use std::fmt::{self, Display};

/// Generation phases, in the only order a cube may pass through them.
#[derive(Debug, Clone, Copy, PartialEq, Eq, Hash, PartialOrd, Ord, Default)]
pub enum GeneratorStage {
    /// Waiting for base terrain.
    #[default]
    Terrain,
    /// Waiting for surface replacement.
    Surface,
    /// Waiting for structures.
    Structures,
    /// Waiting for first light.
    Lighting,
    /// Waiting for features (population).
    Features,
    /// Fully generated.
    Live,
}

impl GeneratorStage {
    /// All stages in order.
    pub const ALL: [GeneratorStage; 6] = [
        GeneratorStage::Terrain,
        GeneratorStage::Surface,
        GeneratorStage::Structures,
        GeneratorStage::Lighting,
        GeneratorStage::Features,
        GeneratorStage::Live,
    ];

    /// The stage following this one, `None` for [`GeneratorStage::Live`].
    #[must_use]
    pub const fn next(self) -> Option<Self> {
        match self {
            Self::Terrain => Some(Self::Surface),
            Self::Surface => Some(Self::Structures),
            Self::Structures => Some(Self::Lighting),
            Self::Lighting => Some(Self::Features),
            Self::Features => Some(Self::Live),
            Self::Live => None,
        }
    }

    /// Whether the cube is fully generated.
    #[must_use]
    pub const fn is_last_stage(self) -> bool {
        matches!(self, Self::Live)
    }

    /// Stage the six face-adjacent cubes must have reached before this one runs.
    #[must_use]
    pub const fn neighbor_requirement(self) -> Option<Self> {
        match self {
            Self::Lighting | Self::Features => Some(Self::Lighting),
            _ => None,
        }
    }

    /// Persisted ordinal.
    #[must_use]
    pub const fn ordinal(self) -> u8 {
        self as u8
    }

    /// Inverse of [`GeneratorStage::ordinal`].
    #[must_use]
    pub const fn from_ordinal(ordinal: u8) -> Option<Self> {
        match ordinal {
            0 => Some(Self::Terrain),
            1 => Some(Self::Surface),
            2 => Some(Self::Structures),
            3 => Some(Self::Lighting),
            4 => Some(Self::Features),
            5 => Some(Self::Live),
            _ => None,
        }
    }

    /// Lowercase name used in logs.
    #[must_use]
    pub const fn name(self) -> &'static str {
        match self {
            Self::Terrain => "terrain",
            Self::Surface => "surface",
            Self::Structures => "structures",
            Self::Lighting => "lighting",
            Self::Features => "features",
            Self::Live => "live",
        }
    }
}

impl Display for GeneratorStage {
    fn fmt(&self, f: &mut fmt::Formatter<'_>) -> fmt::Result {
        f.write_str(self.name())
    }
}
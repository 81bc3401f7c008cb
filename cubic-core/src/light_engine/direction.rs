//! The six face directions.

use cubic_utils::{BlockPos, CubePos};

/// A face direction. The ordinal selects the flag bit in [`QueueEntry`](super::QueueEntry).
#[repr(u8)]
#[derive(Debug, Clone, Copy, PartialEq, Eq, Hash)]
pub enum Direction {
    /// -Y
    Down = 0,
    /// +Y
    Up = 1,
    /// -Z
    North = 2,
    /// +Z
    South = 3,
    /// -X
    West = 4,
    /// +X
    East = 5,
}

impl Direction {
    /// All six directions.
    pub const ALL: [Direction; 6] = [
        Direction::Down,
        Direction::Up,
        Direction::North,
        Direction::South,
        Direction::West,
        Direction::East,
    ];

    /// Returns the opposite direction.
    #[must_use]
    pub const fn opposite(self) -> Self {
        match self {
            Self::Down => Self::Up,
            Self::Up => Self::Down,
            Self::North => Self::South,
            Self::South => Self::North,
            Self::West => Self::East,
            Self::East => Self::West,
        }
    }

    /// Unit step `(dx, dy, dz)`.
    #[must_use]
    pub const fn offset(self) -> (i32, i32, i32) {
        match self {
            Self::Down => (0, -1, 0),
            Self::Up => (0, 1, 0),
            Self::North => (0, 0, -1),
            Self::South => (0, 0, 1),
            Self::West => (-1, 0, 0),
            Self::East => (1, 0, 0),
        }
    }

    /// The block one step away.
    #[must_use]
    pub const fn relative(self, pos: BlockPos) -> BlockPos {
        let (dx, dy, dz) = self.offset();
        pos.offset(dx, dy, dz)
    }

    /// The cube one step away.
    #[must_use]
    pub const fn relative_cube(self, pos: CubePos) -> CubePos {
        let (dx, dy, dz) = self.offset();
        pos.offset(dx, dy, dz)
    }

    /// Local coordinate of the layer of a cube facing this direction: 15 for
    /// positive directions, 0 for negative ones.
    #[must_use]
    pub const fn boundary_layer(self) -> usize {
        match self {
            Self::Up | Self::South | Self::East => 15,
            Self::Down | Self::North | Self::West => 0,
        }
    }
}

#[cfg(test)]
#[allow(clippy::unwrap_used)]
mod tests {
    use super::*;

    #[test]
    fn ordinals_select_flag_bits() {
        let ordinals: Vec<u8> = Direction::ALL.iter().map(|d| *d as u8).collect();
        assert_eq!(ordinals, [0, 1, 2, 3, 4, 5]);
    }

    #[test]
    fn opposite_cancels_offset() {
        let pos = BlockPos::new(4, -7, 12);
        for dir in Direction::ALL {
            assert_eq!(dir.opposite().relative(dir.relative(pos)), pos);
            assert_eq!(dir.opposite().opposite(), dir);
        }
    }

    #[test]
    fn boundary_layer_faces_direction() {
        assert_eq!(Direction::Up.boundary_layer(), 15);
        assert_eq!(Direction::West.boundary_layer(), 0);
        assert_eq!(Direction::Down.relative_cube(CubePos::new(0, 0, 0)), CubePos::new(0, -1, 0));
    }
}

==========

* Instructions to follow
Return every line from the entries above that contains the word "North".

* Exercise solution
    North = 2,
        Direction::North,
            Self::North => Self::South,
            Self::South => Self::North,
            Self::North => (0, 0, -1),
            Self::Down | Self::North | Self::West => 0,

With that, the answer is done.